Background: Esophageal carcinoma has poor prognosis and novel therapies for esophageal carcinoma are urgently needed. Quercetin is a natural flavonoid compound that can be found in many foods. In this study, we investigated the effects of quercetin on invasion and angiogenesis of esophageal cancer cells.

Methods: Human esophageal cancer cell line Eca109 was treated with 5 μg/mL or 10 μg/mL of quercetin. Colony formation assay was performed. Cell migration and invasion were evaluated by wound healing and transwell assays, respectively.
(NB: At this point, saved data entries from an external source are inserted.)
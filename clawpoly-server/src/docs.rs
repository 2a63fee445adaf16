//! Keyword search over a static documentation index.
//!
//! The index is a JSON array of `{id, title, body, category, url}` loaded
//! once at startup. Scoring per query term: title contains it +10, category
//! contains it +5, body contains it +1, title equals it +20.

use std::path::Path;

use serde::{Deserialize, Serialize};

/// Results returned when the caller gives no usable `limit`.
pub const DEFAULT_LIMIT: usize = 10;

/// Upper bound on `limit`.
pub const MAX_LIMIT: usize = 50;

const EXCERPT_LEN: usize = 200;
const EXCERPT_BEFORE: usize = 50;
const EXCERPT_AFTER: usize = 150;

/// One indexed page.
#[derive(Debug, Clone, PartialEq, Eq, Serialize, Deserialize)]
pub struct DocEntry {
    /// Index-local id.
    pub id: u64,
    /// Page title.
    pub title: String,
    /// Plain-text body.
    pub body: String,
    /// Section name.
    pub category: String,
    /// Link to the page.
    pub url: String,
}

/// A scored hit.
#[derive(Debug, Clone, PartialEq, Eq, Serialize)]
pub struct DocHit {
    /// Page title.
    pub title: String,
    /// Section name.
    pub category: String,
    /// Link to the page.
    pub url: String,
    /// Body window around the first matching term.
    pub excerpt: String,
    /// Relevance score, higher first.
    pub score: u32,
}

/// The loaded index.
#[derive(Debug, Clone, Default)]
pub struct DocsIndex {
    entries: Vec<DocEntry>,
}

impl DocsIndex {
    /// Wraps already-parsed entries.
    #[must_use]
    pub const fn new(entries: Vec<DocEntry>) -> Self {
        Self { entries }
    }

    /// Reads the index at `path`. A missing or malformed file yields an
    /// empty index.
    pub fn load(path: &Path) -> Self {
        let parsed = std::fs::read_to_string(path)
            .map_err(|e| e.to_string())
            .and_then(|raw| serde_json::from_str::<Vec<DocEntry>>(&raw).map_err(|e| e.to_string()));
        match parsed {
            Ok(entries) => {
                tracing::info!(path = %path.display(), entries = entries.len(), "loaded docs index");
                Self::new(entries)
            }
            Err(error) => {
                tracing::warn!(path = %path.display(), %error, "failed to load docs index, using empty index");
                Self::default()
            }
        }
    }

    /// Number of indexed pages.
    #[must_use]
    pub fn len(&self) -> usize {
        self.entries.len()
    }

    /// Whether the index has no pages.
    #[must_use]
    pub fn is_empty(&self) -> bool {
        self.entries.is_empty()
    }

    /// The best `limit` hits for `query`, highest score first.
    #[must_use]
    pub fn search(&self, query: &str, limit: usize) -> Vec<DocHit> {
        let lowered = query.to_lowercase();
        let terms: Vec<&str> = lowered.split_whitespace().collect();
        if terms.is_empty() {
            return Vec::new();
        }

        let mut hits: Vec<DocHit> = self
            .entries
            .iter()
            .map(|entry| score(entry, &terms))
            .filter(|hit| hit.score > 0)
            .collect();
        // stable: equal scores keep index order
        hits.sort_by(|a, b| b.score.cmp(&a.score));
        hits.truncate(limit);
        hits
    }
}

fn score(entry: &DocEntry, terms: &[&str]) -> DocHit {
    let title = entry.title.to_lowercase();
    let body = entry.body.to_lowercase();
    let category = entry.category.to_lowercase();

    let score = terms
        .iter()
        .map(|term| {
            let mut s = 0;
            if title.contains(term) {
                s += 10;
            }
            if category.contains(term) {
                s += 5;
            }
            if body.contains(term) {
                s += 1;
            }
            if title == *term {
                s += 20;
            }
            s
        })
        .sum();

    DocHit {
        title: entry.title.clone(),
        category: entry.category.clone(),
        url: entry.url.clone(),
        excerpt: excerpt(&entry.body, terms),
        score,
    }
}

/// Character offset and length in `chars` of the first case-insensitive
/// match of `term`, which must already be lowercase.
fn find_folded(chars: &[char], term: &str) -> Option<(usize, usize)> {
    let wanted = term.chars().count();
    (0..chars.len()).find_map(|start| {
        let mut folded = String::new();
        let mut folded_len = 0;
        let mut used = 0;
        while folded_len < wanted && start + used < chars.len() {
            for c in chars[start + used].to_lowercase() {
                folded.push(c);
                folded_len += 1;
            }
            used += 1;
        }
        folded.starts_with(term).then_some((start, used))
    })
}

/// Window of `body` around the first term found past its first character,
/// else its first 200 characters.
fn excerpt(body: &str, terms: &[&str]) -> String {
    let chars: Vec<char> = body.chars().collect();
    let hit = terms
        .iter()
        .find_map(|term| find_folded(&chars, term).filter(|&(idx, _)| idx > 0));

    let Some((idx, term_len)) = hit else {
        return chars.iter().take(EXCERPT_LEN).collect();
    };
    let start = idx.saturating_sub(EXCERPT_BEFORE);
    let end = (idx + term_len + EXCERPT_AFTER).min(chars.len());
    let start = start.min(end);

    let mut out = String::new();
    if start > 0 {
        out.push_str("...");
    }
    out.extend(&chars[start..end]);
    if end < chars.len() {
        out.push_str("...");
    }
    out
}

/// `min(limit, 50)`, defaulting to 10 when absent or unparsable.
#[must_use]
pub fn clamp_limit(raw: Option<&str>) -> usize {
    raw.and_then(|l| l.trim().parse::<usize>().ok())
        .map_or(DEFAULT_LIMIT, |l| l.min(MAX_LIMIT))
}

#[cfg(test)]
mod tests {
    use super::*;

    fn entry(id: u64, title: &str, category: &str, body: &str) -> DocEntry {
        DocEntry {
            id,
            title: title.to_owned(),
            body: body.to_owned(),
            category: category.to_owned(),
            url: format!("/docs/{id}"),
        }
    }

    fn index() -> DocsIndex {
        DocsIndex::new(vec![
            entry(1, "Receipts", "Proofs", "Every paid response is anchored in receipts."),
            entry(2, "Rate limits", "API", "Free endpoints allow 60 requests per minute."),
            entry(3, "Pricing", "API", "Receipts cost nothing extra."),
        ])
    }

    #[test]
    fn test_scoring_and_order() {
        let hits = index().search("Receipts", 10);
        assert_eq!(hits.len(), 2);
        // title contains +10, body contains +1, exact title +20
        assert_eq!(hits[0].title, "Receipts");
        assert_eq!(hits[0].score, 31);
        // body contains only
        assert_eq!(hits[1].title, "Pricing");
        assert_eq!(hits[1].score, 1);
    }

    #[test]
    fn test_category_and_multi_term() {
        let hits = index().search("api minute", 10);
        assert_eq!(hits[0].title, "Rate limits");
        assert_eq!(hits[0].score, 5 + 1);
        assert_eq!(hits[1].title, "Pricing");
        assert_eq!(hits[1].score, 5);
    }

    #[test]
    fn test_blank_query_and_limit() {
        assert!(index().search("   ", 10).is_empty());
        assert_eq!(index().search("receipts", 1).len(), 1);
    }

    #[test]
    fn test_excerpt_windows() {
        let body = format!("{}needle{}", "a".repeat(100), "b".repeat(300));
        let out = excerpt(&body, &["needle"]);
        assert!(out.starts_with("..."));
        assert!(out.ends_with("..."));
        assert_eq!(out.len(), 3 + 50 + 6 + 150 + 3);

        // a match at index 0 does not move the window
        let out = excerpt("Needle then text", &["needle"]);
        assert_eq!(out, "Needle then text");

        let long = "x".repeat(250);
        assert_eq!(excerpt(&long, &["zzz"]).len(), 200);
    }

    #[test]
    fn test_excerpt_offsets_follow_original_text() {
        // 'İ' lowercases to two chars, which must not shift the window
        let body = format!("{}NEEDLE{}", "İ".repeat(60), "b".repeat(300));
        let out = excerpt(&body, &["needle"]);
        assert_eq!(out, format!("...{}NEEDLE{}...", "İ".repeat(50), "b".repeat(150)));
    }

    #[test]
    fn test_clamp_limit() {
        assert_eq!(clamp_limit(None), 10);
        assert_eq!(clamp_limit(Some("5")), 5);
        assert_eq!(clamp_limit(Some("500")), 50);
        assert_eq!(clamp_limit(Some("abc")), 10);
    }
}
Human umbilical vein/vascular endothelium cells (CLR-1730) were treated with Eca109 conditioned medium, and the effects of quercetin on CLR-1730 were evaluated by wound healing and tube formation assays. Protein levels of VEGF-A, MMP9, and MMP2 were determined by Western blotting.

Results: The ability of colony forming in Eca109 was reduced with the administration of 10 μg/mL quercetin, but there was no difference between the 5 μg/mL quercetin group and control. The migration distance and the number of invasive cells were significantly reduced in the 10 μg/mL quercetin group. At the lower level of quercetin at 5 μg/mL, only the invasion of cells was significantly inhibited. In endothelial cells treated with Eca109 conditioned medium, cell migration and tube forming ability were suppressed. The decreased protein levels of VEGF-A, MMP9, and MMP2 were observed at the 10 μg/mL quercetin group.

Conclusion: Quercetin suppressed the invasion and angiogenesis of esophageal cancer cells, and the effects were associated with the decreased expression of VEGF-A, MMP2, and MMP9.